Die tödliche Messerattacke von Aschaffenburg könnte eine Zäsur werden – nicht nur für die Migrationspolitik in Deutschland, sondern auch für den Umgang mit psychisch Kranken, die eine Gefahr für Dritte darstellen.
Es gehe ihm explizit nicht darum, alle Menschen mit psychischen Erkrankungen zu stigmatisieren, sagt CSU-Fraktionschef Klaus Holetschek. Das Thema gehöre in die Mitte der Gesellschaft. Es gebe aber Situationen, "wo Straftaten im Spiel sind und auch akute psychotische Störungen in einem Ausmaß, die man nicht laufen lassen kann". Zum Beispiel, wenn eine gefährliche Person aus dem Krankenhaus entlassen werde und ihre Medikamente nicht einnehme oder eine weitere Behandlung verweigere: "Diese Lücke müssen wir schließen – notfalls auch gegen den Willen".
Einweisung von Minderjährigen auch ohne elterliche Zustimmung
Es brauche einen verbesserten Datenaustausch zwischen den Behörden. "Datenschutz darf nicht zum Täterschutz werden", so Holetschek. Personen unter 18 Jahren in akuter psychiatrischer Not sollen auch ohne Zustimmung der Eltern zur diagnostischen Untersuchung in die Klink kommen können. Manche Menschen hätten Angst, dass nun "der gläserne Patient" komme, so Holetschek. Allerdings: "Das ist das nicht das, was wir wollen".

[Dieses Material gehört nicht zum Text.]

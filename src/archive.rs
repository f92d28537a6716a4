//! # Archive Uploader
//!
//! Serializes fetched collections to JSON and writes them to object storage. [`ArchiveStore`] is the seam between
//! the uploader and the storage backend; [`BucketStore`] adapts any [`ObjectStore`] that is bound to one bucket, the
//! S3-compatible backend being the one used in production.

use crate::error::{
    Error,
    Result,
};
use object_store::{
    aws::AmazonS3Builder,
    path::Path,
    Attribute,
    Attributes,
    ObjectStore,
    PutOptions,
    PutPayload,
};
use serde_json::Value;
use std::{
    future::Future,
    pin::Pin,
    sync::Arc,
};
use unifi_scraper_config::StorageConfig;

const DEFAULT_REGION: &str = "us-east-1";

/// Writes object bytes to `(bucket, key)`.
pub trait ArchiveStore: Send + Sync {
    fn put<'a>(
        &'a self,
        bucket: &'a str,
        key: &'a str,
        bytes: Vec<u8>,
    ) -> Pin<Box<dyn Future<Output = Result<()>> + Send + 'a>>;
}

/// An [`ObjectStore`] holding the objects of a single bucket.
#[derive(Clone, Debug)]
pub struct BucketStore {
    bucket: String,
    store: Arc<dyn ObjectStore>,
}

impl BucketStore {
    pub fn new(bucket: impl Into<String>, store: Arc<dyn ObjectStore>) -> Self {
        Self {
            bucket: bucket.into(),
            store,
        }
    }

    /// Connects to the S3-compatible storage described by `config`.
    pub fn s3(config: &StorageConfig) -> Result<Self> {
        let region = if config.region.is_empty() {
            DEFAULT_REGION
        } else {
            config.region.as_str()
        };

        let mut builder = AmazonS3Builder::new()
            .with_access_key_id(&config.access_key)
            .with_secret_access_key(config.secret_key.expose())
            .with_bucket_name(&config.bucket)
            .with_region(region);

        if !config.endpoint.is_empty() {
            builder = builder.with_endpoint(&config.endpoint);
            if config.endpoint.starts_with("http://") {
                builder = builder.with_allow_http(true);
            }
        }

        let store = builder.build()?;
        debug!(bucket = %config.bucket, endpoint = %config.endpoint, region, "connected object storage");
        Ok(Self::new(config.bucket.clone(), Arc::new(store)))
    }
}

impl ArchiveStore for BucketStore {
    fn put<'a>(
        &'a self,
        bucket: &'a str,
        key: &'a str,
        bytes: Vec<u8>,
    ) -> Pin<Box<dyn Future<Output = Result<()>> + Send + 'a>> {
        Box::pin(async move {
            if bucket != self.bucket {
                return Err(Error::BucketMismatch {
                    expected: self.bucket.clone(),
                    requested: bucket.to_string(),
                });
            }

            let location = Path::parse(key)?;
            let mut attributes = Attributes::new();
            attributes.insert(Attribute::ContentType, "application/json".into());
            let options = PutOptions {
                attributes,
                ..Default::default()
            };

            self.store
                .put_opts(&location, PutPayload::from(bytes), options)
                .await?;
            Ok(())
        })
    }
}

/// Uploads collections as JSON objects. Storage errors are passed on unchanged.
#[derive(Clone)]
pub struct ArchiveUploader {
    store: Arc<dyn ArchiveStore>,
}

impl ArchiveUploader {
    pub fn new(store: Arc<dyn ArchiveStore>) -> Self {
        Self { store }
    }

    /// Returns the number of bytes written.
    pub async fn upload(&self, collection: &Value, bucket: &str, key: &str) -> Result<usize> {
        let bytes = serde_json::to_vec(collection).map_err(Error::Serialize)?;
        let size = bytes.len();
        self.store.put(bucket, key, bytes).await?;
        debug!(bucket, key, size, "uploaded collection");
        Ok(size)
    }
}
use chrono::{
    DateTime,
    Utc,
};
use rand::Rng;

/// Largest random suffix of a run id.
const RUN_ID_SUFFIX_MAX: u8 = 10;

/// Identity of one scrape run. Every object of a run is keyed by the moment the run started, not by the time its
/// collection was fetched.
#[derive(Clone, Debug, PartialEq, Eq)]
pub struct ScrapeRun {
    started_at: DateTime<Utc>,
    id: String,
}

impl ScrapeRun {
    pub fn start() -> Self {
        Self::started_at(Utc::now())
    }

    pub fn started_at(started_at: DateTime<Utc>) -> Self {
        let suffix = rand::thread_rng().gen_range(0..=RUN_ID_SUFFIX_MAX);
        let id = format!("{}-{suffix}", fractional_timestamp(&started_at));
        Self { started_at, id }
    }

    pub fn start_time(&self) -> DateTime<Utc> {
        self.started_at
    }

    pub fn id(&self) -> &str {
        &self.id
    }

    pub fn object_key(&self, collection: &str) -> String {
        object_key(&self.started_at, collection)
    }
}

/// Seconds since the epoch with microseconds, trailing zeros trimmed down to one fractional digit.
fn fractional_timestamp(at: &DateTime<Utc>) -> String {
    let micros = format!("{:06}", at.timestamp_subsec_micros());
    let fraction = micros.trim_end_matches('0');
    let fraction = if fraction.is_empty() { "0" } else { fraction };
    format!("{}.{fraction}", at.timestamp())
}

/// `{YYYY}/{MM}/{DD}/{collection}--{YYYY-MM-DD--HH-MM-SS}.json`
pub fn object_key(started_at: &DateTime<Utc>, collection: &str) -> String {
    format!(
        "{}/{collection}--{}.json",
        started_at.format("%Y/%m/%d"),
        started_at.format("%Y-%m-%d--%H-%M-%S")
    )
}
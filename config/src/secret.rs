use serde::{
    Deserialize,
    Serialize,
};
use std::fmt;

/// A credential that is never printed by `Debug` or `Display`.
#[derive(Clone, Default, PartialEq, Eq, Serialize, Deserialize)]
#[serde(transparent)]
pub struct Secret(String);

impl Secret {
    pub fn new(value: impl Into<String>) -> Self {
        Self(value.into())
    }

    pub fn expose(&self) -> &str {
        &self.0
    }

    pub fn is_empty(&self) -> bool {
        self.0.is_empty()
    }
}

impl fmt::Debug for Secret {
    fn fmt(&self, f: &mut fmt::Formatter<'_>) -> fmt::Result {
        if self.0.is_empty() {
            f.write_str("Secret(<empty>)")
        } else {
            f.write_str("Secret(***)")
        }
    }
}

impl fmt::Display for Secret {
    fn fmt(&self, f: &mut fmt::Formatter<'_>) -> fmt::Result {
        f.write_str("***")
    }
}

impl From<String> for Secret {
    fn from(value: String) -> Self {
        Self(value)
    }
}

Bei ihren Plänen spricht die CSU von "akuten psychotischen Erkrankungen". Unter einer Psychose verstehen Mediziner eine in vielen Fällen vorübergehende Störung, bei denen Betroffenen die Realität verändert wahrnehmen. Dazu können beispielsweise Halluzinationen oder Wahnvorstellungen gehören.
Zwischen Freiheitsrechten und Sicherheitsinteressen
Die Gewalttat in Aschaffenburg habe gezeigt, dass die aktuellen Regelungen im bayerischen Psychisch-Kranken-Hilfe-Gesetz verschärft werden müssten, so CSU-Staatskanzleichef Florian Herrmann. Alle wüssten, "dass es sich dabei um ein hochkomplexes Thema handelt" – einem Spannungsfeld zwischen den hohen Freiheits- und Persönlichkeitsrechten der Betroffenen und den Sicherheitsinteressen der Gesellschaft. Man dürfe die Gefahr nicht bagatellisieren, so Herrmann. "Aber es gibt natürlich auch viele Menschen, die an psychischen Erkrankungen leiden und völlig ungefährlich sind".
Psychiater: Psychisch kranke Menschen sind nicht gefährlicher
Peter Brieger ist Facharzt für Psychiatrie und Ärztlicher Direktor einer Psychiatrischen Klinik in Haar bei München. Der Professor hält eine Gesetzesverschärfung für nicht notwendig. Wenn jemand auffällig werde, müsse er vor allem die entsprechenden Hilfen und Angebote bekommen, so Brieger: "Das funktioniert im Moment nicht gut". Oft gebe es zu lange Wartezeiten. Das sei bei Psychiatern und Psychotherapeutinnen noch schlimmer als in anderen Medizinbereichen, so Brieger. Die Möglichkeit der Zwangsbehandlung gebe es bereits jetzt – "die muss aber richterlich genehmigt werden, das ist ein seltener Aspekt". Außerdem sei sie nicht dauerhaft durchführbar, das habe das Bundesverfassungsgericht kürzlich klargestellt.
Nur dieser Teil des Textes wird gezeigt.